Informal studies as early as 1906 covered a number of possibilities, from basing at Gibraltar or Singapore, an idea revived by the British before World War II, to "a quick trans-Atlantic dash" to the Pacific. The plan eventually adopted was conceived by Rear Admiral Raymond P. Rodgers in 1911.

- 19 Dec 1919: Strategy of the Pacific (JB 325, Serial 28)
- 7 Jul 1923: Estimate of the Situation, Orange (JB 325, Serial 207)
- 15 Aug 1924: Joint Basic War Plan - Orange (JB 325, Serial 228)
- 10 Jan 1929: Revision of Joint Army and Navy Basic War Plan Orange (JB 325, Serial 280)
- 20 Jun 1934: Inadequacy of Present Military and Naval Forces Philippine Area to Carry Out Assigned Missions in Event of an ORANGE War (JB 325, Serial 533)
- 8 May 1935: Revision of Joint Army and Navy Basic War Plan - Orange (JB 325, Serial 546)
- 19 May 1935: Revision of Joint Army and Navy Basic War Plan - Orange (JB 325, Serial 570)
- 14 Oct 1936: Revision of Joint Orange Estimate of the Situation (JB 325, Serial 589)
- 9 Dec 1936: Changes in Joint Basic War Plan Orange (JB 325, Serial 594)
- 19 Feb 1938: Joint Army and Navy Basic War Plan Orange (1938) (JB 325, Serials 617 & 618)

The plan was formally adopted by the Joint Army and Navy Board beginning in 1924. Predating the Rainbow plans, which presumed the assistance of allies, Orange assumed that the United States would fight Japan alone.

==Strategy==
As originally conceived, it anticipated a blockade of the Philippines and other U.S. outposts in the western Pacific. They were expected to hold out on their own, while the Pacific Fleet marshaled its strength at bases in California and Hawaii and guarded against attacks on the Panama Canal.

After mobilization (the ships maintained only half of their crews in peacetime), the fleet would sail to the western Pacific to relieve American forces in Guam and the Philippines. Afterwards, the fleet would sail north for a decisive battle against the Imperial Japanese Navy's Combined Fleet, and then blockade the Japanese home islands.
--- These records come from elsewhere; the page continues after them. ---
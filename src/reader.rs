use std::path::Path;

use anyhow::Context;
use chrono::{NaiveDate, NaiveDateTime};
use csv::StringRecord;

use crate::config::{AlertConfig, ColumnLayout};
use crate::error::IngestError;
use crate::models::{AgreementRecord, LifecycleStage};

const DATETIME_FORMATS: [&str; 2] = ["%Y-%m-%d %H:%M:%S", "%Y/%m/%d %H:%M:%S"];
const DATE_FORMATS: [&str; 4] = ["%Y-%m-%d", "%Y/%m/%d", "%Y年%m月%d日", "%Y.%m.%d"];

#[derive(Debug, Default)]
pub struct ImportOutcome {
    pub records: Vec<AgreementRecord>,
    pub warnings: Vec<IngestError>,
}

pub fn read_agreements(path: &Path, config: &AlertConfig) -> anyhow::Result<ImportOutcome> {
    let mut reader = open(path, config)?;
    let mut outcome = ImportOutcome::default();

    for (index, result) in reader.records().enumerate() {
        if index < config.skip_rows {
            continue;
        }
        let line = index as u64 + 1;

        let row = match result {
            Ok(row) => row,
            Err(source) => {
                outcome.warnings.push(IngestError::Csv { line, source });
                continue;
            }
        };
        if row.iter().all(|cell| cell.trim().is_empty()) {
            continue;
        }

        let record = parse_row(&row, line, config, &mut outcome.warnings);
        tracing::trace!(
            line,
            id = record.id,
            system = %record.system_name,
            person = %record.responsible_person,
            "parsed row"
        );
        outcome.records.push(record);
    }

    for warning in &outcome.warnings {
        tracing::warn!("{warning}");
    }
    tracing::info!(
        path = %path.display(),
        records = outcome.records.len(),
        warnings = outcome.warnings.len(),
        "read agreement records"
    );

    Ok(outcome)
}

pub fn filter_department(
    records: Vec<AgreementRecord>,
    department: Option<&str>,
) -> Vec<AgreementRecord> {
    let Some(department) = department else {
        return records;
    };

    let total = records.len();
    let kept: Vec<AgreementRecord> = records
        .into_iter()
        .filter(|record| record.responsible_department == department)
        .collect();
    tracing::info!(department, kept = kept.len(), total, "filtered by department");
    kept
}

fn open(path: &Path, config: &AlertConfig) -> anyhow::Result<csv::Reader<std::fs::File>> {
    csv::ReaderBuilder::new()
        .has_headers(false)
        .flexible(true)
        .delimiter(config.delimiter_byte()?)
        .from_path(path)
        .with_context(|| format!("failed to open {}", path.display()))
}

fn parse_row(
    row: &StringRecord,
    line: u64,
    config: &AlertConfig,
    warnings: &mut Vec<IngestError>,
) -> AgreementRecord {
    let columns: &ColumnLayout = &config.columns;
    let mut date = |index: usize, column: &'static str| {
        let value = cell(row, index);
        match parse_date(value, &config.blank_date_markers) {
            DateCell::Date(date) => Some(date),
            DateCell::Blank => None,
            DateCell::Invalid => {
                warnings.push(IngestError::UnparseableDate {
                    line,
                    column,
                    value: value.to_string(),
                });
                None
            }
        }
    };

    let previous_agreement_expiry =
        date(columns.previous_agreement_expiry, "previous agreement expiry");
    let planned_approval_date = date(columns.planned_approval_date, "planned approval");
    let planned_purchase_date = date(columns.planned_purchase_date, "planned purchase");
    let planned_contract_date = date(columns.planned_contract_date, "planned contract");

    AgreementRecord {
        id: parse_id(cell(row, columns.id)),
        system_name: cell(row, columns.system_name).to_string(),
        business_department: cell(row, columns.business_department).to_string(),
        responsible_department: cell(row, columns.responsible_department).to_string(),
        previous_agreement_expiry,
        planned_approval_date,
        planned_purchase_date,
        planned_contract_date,
        responsible_person: cell(row, columns.responsible_person).to_string(),
        progress: LifecycleStage::from_label(cell(row, columns.current_progress)),
    }
}

fn cell(row: &StringRecord, index: usize) -> &str {
    row.get(index).map(str::trim).unwrap_or("")
}

/// Sequence numbers are informational; blanks and junk read as 0.
fn parse_id(value: &str) -> i32 {
    value
        .parse::<i32>()
        .ok()
        .or_else(|| {
            value
                .parse::<f64>()
                .ok()
                .filter(|number| number.fract() == 0.0 && number.abs() <= f64::from(i32::MAX))
                .map(|number| number as i32)
        })
        .unwrap_or(0)
}

#[derive(Debug, Clone, Copy, PartialEq, Eq)]
pub enum DateCell {
    Blank,
    Date(NaiveDate),
    Invalid,
}

pub fn parse_date(value: &str, blank_markers: &[String]) -> DateCell {
    let value = value.trim();
    if value.is_empty() || blank_markers.iter().any(|marker| marker == value) {
        return DateCell::Blank;
    }

    for format in DATETIME_FORMATS {
        if let Ok(datetime) = NaiveDateTime::parse_from_str(value, format) {
            return DateCell::Date(datetime.date());
        }
    }
    for format in DATE_FORMATS {
        if let Ok(date) = NaiveDate::parse_from_str(value, format) {
            return DateCell::Date(date);
        }
    }

    DateCell::Invalid
}

/// Header text for each column, in `ColumnLayout::positions` order.
const KNOWN_HEADERS: [&str; 10] = [
    "序号",
    "系统名称",
    "业务归口管理部门",
    "责任科室",
    "上期协议到期",
    "计划完成立项日期",
    "计划完成采购日期",
    "计划合同签订日期",
    "责任经办",
    "当前进度",
];

#[derive(Debug, Clone, PartialEq, Eq)]
pub struct HeaderLocation {
    pub header: &'static str,
    pub field: &'static str,
    pub configured: usize,
    /// Zero-based (row, column) of the first cell containing the header text.
    pub found: Option<(usize, usize)>,
}

impl HeaderLocation {
    pub fn matches_config(&self) -> bool {
        self.found.is_some_and(|(_, column)| column == self.configured)
    }
}

#[derive(Debug, Default)]
pub struct ColumnSurvey {
    pub preview: Vec<Vec<String>>,
    pub headers: Vec<HeaderLocation>,
}

/// Reads the first `rows` rows and reports where each known header sits
/// relative to the configured layout.
pub fn survey_columns(
    path: &Path,
    config: &AlertConfig,
    rows: usize,
) -> anyhow::Result<ColumnSurvey> {
    let mut reader = open(path, config)?;
    let mut preview = Vec::new();

    for result in reader.records().take(rows) {
        let row = result.with_context(|| format!("failed to read {}", path.display()))?;
        preview.push(row.iter().map(|value| value.trim().to_string()).collect());
    }

    let headers = config
        .columns
        .positions()
        .into_iter()
        .zip(KNOWN_HEADERS)
        .map(|((field, configured), header)| HeaderLocation {
            header,
            field,
            configured,
            found: locate(&preview, header),
        })
        .collect();

    Ok(ColumnSurvey { preview, headers })
}

fn locate(rows: &[Vec<String>], header: &str) -> Option<(usize, usize)> {
    rows.iter().enumerate().find_map(|(row_index, row)| {
        row.iter()
            .position(|value| value.contains(header))
            .map(|column| (row_index, column))
    })
}

/// Spreadsheet-style column name: 0 → A, 25 → Z, 26 → AA.
pub fn column_letter(index: usize) -> String {
    let mut letters = Vec::new();
    let mut remaining = index + 1;
    while remaining > 0 {
        let offset = (remaining - 1) % 26;
        letters.push(char::from(b'A' + offset as u8));
        remaining = (remaining - 1) / 26;
    }
    letters.iter().rev().collect()
}

#[cfg(test)]
mod tests {
    use super::*;
    use std::io::Write;

    const HEADER: &str = "序号,系统名称,业务归口管理部门,责任科室,框架协议名称,项目起止时间,签订期限(月),单号,工作量,金额,是否签订,集中采购,上期协议到期,计划完成立项日期,计划完成采购日期,计划合同签订日期,责任经办,当前进度";

    fn write_sheet(rows: &[&str]) -> tempfile::NamedTempFile {
        let mut file = tempfile::NamedTempFile::new().unwrap();
        writeln!(file, "2026年有时限要求事项清单").unwrap();
        writeln!(file, "{HEADER}").unwrap();
        for row in rows {
            writeln!(file, "{row}").unwrap();
        }
        file
    }

    fn markers() -> Vec<String> {
        AlertConfig::default().blank_date_markers
    }

    #[test]
    fn parses_supported_date_formats() {
        let expected = NaiveDate::from_ymd_opt(2026, 4, 8).unwrap();
        for value in [
            "2026-04-08",
            "2026/04/08",
            "2026-04-08 17:45:00",
            "2026/4/8 08:00:00",
            "2026年04月08日",
            "2026.04.08",
        ] {
            assert_eq!(parse_date(value, &markers()), DateCell::Date(expected), "{value}");
        }
    }

    #[test]
    fn blank_and_marker_dates_are_absent() {
        assert_eq!(parse_date("", &markers()), DateCell::Blank);
        assert_eq!(parse_date("上期未签订", &markers()), DateCell::Blank);
        assert_eq!(parse_date(" N/A ", &markers()), DateCell::Blank);
        assert_eq!(parse_date("next spring", &markers()), DateCell::Invalid);
        assert_eq!(parse_date("2026-02-30", &markers()), DateCell::Invalid);
    }

    #[test]
    fn ids_default_to_zero() {
        assert_eq!(parse_id("12"), 12);
        assert_eq!(parse_id("12.0"), 12);
        assert_eq!(parse_id("12.5"), 0);
        assert_eq!(parse_id(""), 0);
        assert_eq!(parse_id("n/a"), 0);
    }

    #[test]
    fn reads_records_after_title_rows() {
        let file = write_sheet(&[
            "1,Billing,运营管理部,运营业务开发科,,,,,,,,,2026-06-30,2026-04-15,,,Lin,资料整理中",
            ",,,,,,,,,,,,,,,,,",
            "2,Portal,渠道部,其他科,,,,,,,,,上期未签订,2026/05/01,,,Zhou,",
        ]);

        let outcome = read_agreements(file.path(), &AlertConfig::default()).unwrap();
        assert!(outcome.warnings.is_empty());
        assert_eq!(outcome.records.len(), 2);

        let first = &outcome.records[0];
        assert_eq!(first.id, 1);
        assert_eq!(first.system_name, "Billing");
        assert_eq!(first.responsible_person, "Lin");
        assert_eq!(first.progress, LifecycleStage::DataPrep);
        assert_eq!(first.previous_agreement_expiry, NaiveDate::from_ymd_opt(2026, 6, 30));

        let second = &outcome.records[1];
        assert_eq!(second.previous_agreement_expiry, None);
        assert_eq!(second.planned_approval_date, NaiveDate::from_ymd_opt(2026, 5, 1));
        assert_eq!(second.progress, LifecycleStage::NotStarted);
    }

    #[test]
    fn short_rows_and_bad_dates_still_produce_records() {
        let file = write_sheet(&["3,Gateway,运营管理部,运营业务开发科,,,,,,,,,soon"]);

        let outcome = read_agreements(file.path(), &AlertConfig::default()).unwrap();
        assert_eq!(outcome.records.len(), 1);
        assert_eq!(outcome.records[0].responsible_person, "");
        assert_eq!(outcome.records[0].previous_agreement_expiry, None);
        assert_eq!(outcome.warnings.len(), 1);
        assert!(matches!(
            &outcome.warnings[0],
            IngestError::UnparseableDate { line: 3, value, .. } if value == "soon"
        ));
    }

    #[test]
    fn filters_to_configured_department() {
        let file = write_sheet(&[
            "1,Billing,运营管理部,运营业务开发科,,,,,,,,,,,,,Lin,",
            "2,Portal,渠道部,其他科,,,,,,,,,,,,,Zhou,",
        ]);
        let records = read_agreements(file.path(), &AlertConfig::default())
            .unwrap()
            .records;

        let kept = filter_department(records.clone(), Some("运营业务开发科"));
        assert_eq!(kept.len(), 1);
        assert_eq!(kept[0].responsible_person, "Lin");
        assert_eq!(filter_department(records, None).len(), 2);
    }

    #[test]
    fn survey_reports_header_positions() {
        let file = write_sheet(&[]);
        let survey = survey_columns(file.path(), &AlertConfig::default(), 5).unwrap();

        assert_eq!(survey.preview.len(), 2);
        let person = survey
            .headers
            .iter()
            .find(|location| location.field == "responsible_person")
            .unwrap();
        assert_eq!(person.found, Some((1, 16)));
        assert!(person.matches_config());
        assert!(survey.headers.iter().all(HeaderLocation::matches_config));
    }

    #[test]
    fn column_letters() {
        assert_eq!(column_letter(0), "A");
        assert_eq!(column_letter(16), "Q");
        assert_eq!(column_letter(25), "Z");
        assert_eq!(column_letter(26), "AA");
        assert_eq!(column_letter(27), "AB");
    }
}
The strategy was in keeping with the theory of Alfred Thayer Mahan, a doctrine to which every major navy subscribed before World War II, in which wars would be decided by engagements between opposing surface fleets, as they had been for over 300 years.

Following the 1933 Operations IV Wargame, which resulted in defeat for a hypothetical blue fleet meant to symbolize a US Philippine relief force, War Plan Orange was revised to account for a more steady, methodical advance in order to take Japanese strongpoints in the Marshall Islands. This was done in accordance to observations that both stretched logistical capacity in the "through ticket to the Philippines" strategy, and inability to repair damaged vessels, allowed Japan to gain command of the sea via the neutralization of the US battle line force.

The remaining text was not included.